## Assignment:
Copy out the data in full, keeping each line exactly as it reads.

Given entries START

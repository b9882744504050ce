/// Activity log endpoints
///
/// # Endpoints
///
/// - `GET /activity-logs?organizationId=&boardId=&taskId=&limit=` - List entries
/// - `POST /activity-logs` - Append an entry directly

use crate::{
    app::AppState,
    error::{ApiError, ApiResult},
};
use axum::{
    extract::{Query, State},
    http::StatusCode,
    Json,
};
use serde::Deserialize;
use tackboard_shared::models::activity_log::{
    ActivityAction, ActivityEntity, ActivityLog, ActivityLogEntry, ActivityLogFilter,
    CreateActivityLog,
};
use uuid::Uuid;

/// Query parameters for listing activity entries
#[derive(Debug, Deserialize)]
#[serde(rename_all = "camelCase")]
pub struct ListActivityQuery {
    /// Only entries for this organization
    pub organization_id: Option<Uuid>,

    /// Only entries for this board
    pub board_id: Option<Uuid>,

    /// Only entries for this task
    pub task_id: Option<Uuid>,

    /// Maximum number of entries (default 50)
    pub limit: Option<i64>,
}

/// Append activity entry request
#[derive(Debug, Deserialize)]
#[serde(rename_all = "camelCase")]
pub struct CreateActivityRequest {
    /// Action performed ("created", "updated", ...)
    pub action: ActivityAction,

    /// Kind of entity affected
    pub entity_type: ActivityEntity,

    /// ID of the affected entity
    pub entity_id: Uuid,

    /// Acting user
    pub user_id: Uuid,

    /// Related organization
    pub organization_id: Option<Uuid>,

    /// Related board
    pub board_id: Option<Uuid>,

    /// Related task
    pub task_id: Option<Uuid>,

    /// Optional human-readable detail
    pub details: Option<String>,
}

/// `GET /activity-logs`
///
/// Lists entries newest first. Filters are conjunctive; each entry
/// carries the acting user's and related board/task display names.
pub async fn list_activity_logs(
    State(state): State<AppState>,
    Query(query): Query<ListActivityQuery>,
) -> ApiResult<Json<Vec<ActivityLogEntry>>> {
    if let Some(limit) = query.limit {
        if limit < 1 {
            return Err(ApiError::BadRequest(
                "limit must be a positive integer".to_string(),
            ));
        }
    }

    let entries = ActivityLog::list(
        &state.db,
        ActivityLogFilter {
            organization_id: query.organization_id,
            board_id: query.board_id,
            task_id: query.task_id,
            limit: query.limit,
        },
    )
    .await?;

    Ok(Json(entries))
}

/// `POST /activity-logs`
///
/// Appends an entry directly. Unlike the server-side best-effort
/// logger, a failed insert here is reported to the caller.
pub async fn create_activity_log(
    State(state): State<AppState>,
    Json(req): Json<CreateActivityRequest>,
) -> ApiResult<(StatusCode, Json<ActivityLog>)> {
    let entry = ActivityLog::create(
        &state.db,
        CreateActivityLog {
            action: req.action,
            entity_type: req.entity_type,
            entity_id: req.entity_id,
            user_id: Some(req.user_id),
            organization_id: req.organization_id,
            board_id: req.board_id,
            task_id: req.task_id,
            details: req.details,
        },
    )
    .await?;

    Ok((StatusCode::CREATED, Json(entry)))
}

Given entries END

## Task output:
repository b9882744504050ce
/// Activity log endpoints
///
/// # Endpoints
///
/// - `GET /activity-logs?organizationId=&boardId=&taskId=&limit=` - List entries
/// - `POST /activity-logs` - Append an entry directly

use crate::{
    app::AppState,
    error::{ApiError, ApiResult},
};
use axum::{
    extract::{Query, State},
    http::StatusCode,
    Json,
};
use serde::Deserialize;
use tackboard_shared::models::activity_log::{
    ActivityAction, ActivityEntity, ActivityLog, ActivityLogEntry, ActivityLogFilter,
    CreateActivityLog,
};
use uuid::Uuid;

/// Query parameters for listing activity entries
#[derive(Debug, Deserialize)]
#[serde(rename_all = "camelCase")]
pub struct ListActivityQuery {
    /// Only entries for this organization
    pub organization_id: Option<Uuid>,

    /// Only entries for this board
    pub board_id: Option<Uuid>,

    /// Only entries for this task
    pub task_id: Option<Uuid>,

    /// Maximum number of entries (default 50)
    pub limit: Option<i64>,
}

/// Append activity entry request
#[derive(Debug, Deserialize)]
#[serde(rename_all = "camelCase")]
pub struct CreateActivityRequest {
    /// Action performed ("created", "updated", ...)
    pub action: ActivityAction,

    /// Kind of entity affected
    pub entity_type: ActivityEntity,

    /// ID of the affected entity
    pub entity_id: Uuid,

    /// Acting user
    pub user_id: Uuid,

    /// Related organization
    pub organization_id: Option<Uuid>,

    /// Related board
    pub board_id: Option<Uuid>,

    /// Related task
    pub task_id: Option<Uuid>,

    /// Optional human-readable detail
    pub details: Option<String>,
}

/// `GET /activity-logs`
///
/// Lists entries newest first. Filters are conjunctive; each entry
/// carries the acting user's and related board/task display names.
pub async fn list_activity_logs(
    State(state): State<AppState>,
    Query(query): Query<ListActivityQuery>,
) -> ApiResult<Json<Vec<ActivityLogEntry>>> {
    if let Some(limit) = query.limit {
        if limit < 1 {
            return Err(ApiError::BadRequest(
                "limit must be a positive integer".to_string(),
            ));
        }
    }

    let entries = ActivityLog::list(
        &state.db,
        ActivityLogFilter {
            organization_id: query.organization_id,
            board_id: query.board_id,
            task_id: query.task_id,
            limit: query.limit,
        },
    )
    .await?;

    Ok(Json(entries))
}

/// `POST /activity-logs`
///
/// Appends an entry directly. Unlike the server-side best-effort
/// logger, a failed insert here is reported to the caller.
pub async fn create_activity_log(
    State(state): State<AppState>,
    Json(req): Json<CreateActivityRequest>,
) -> ApiResult<(StatusCode, Json<ActivityLog>)> {
    let entry = ActivityLog::create(
        &state.db,
        CreateActivityLog {
            action: req.action,
            entity_type: req.entity_type,
            entity_id: req.entity_id,
            user_id: Some(req.user_id),
            organization_id: req.organization_id,
            board_id: req.board_id,
            task_id: req.task_id,
            details: req.details,
        },
    )
    .await?;

    Ok((StatusCode::CREATED, Json(entry)))
}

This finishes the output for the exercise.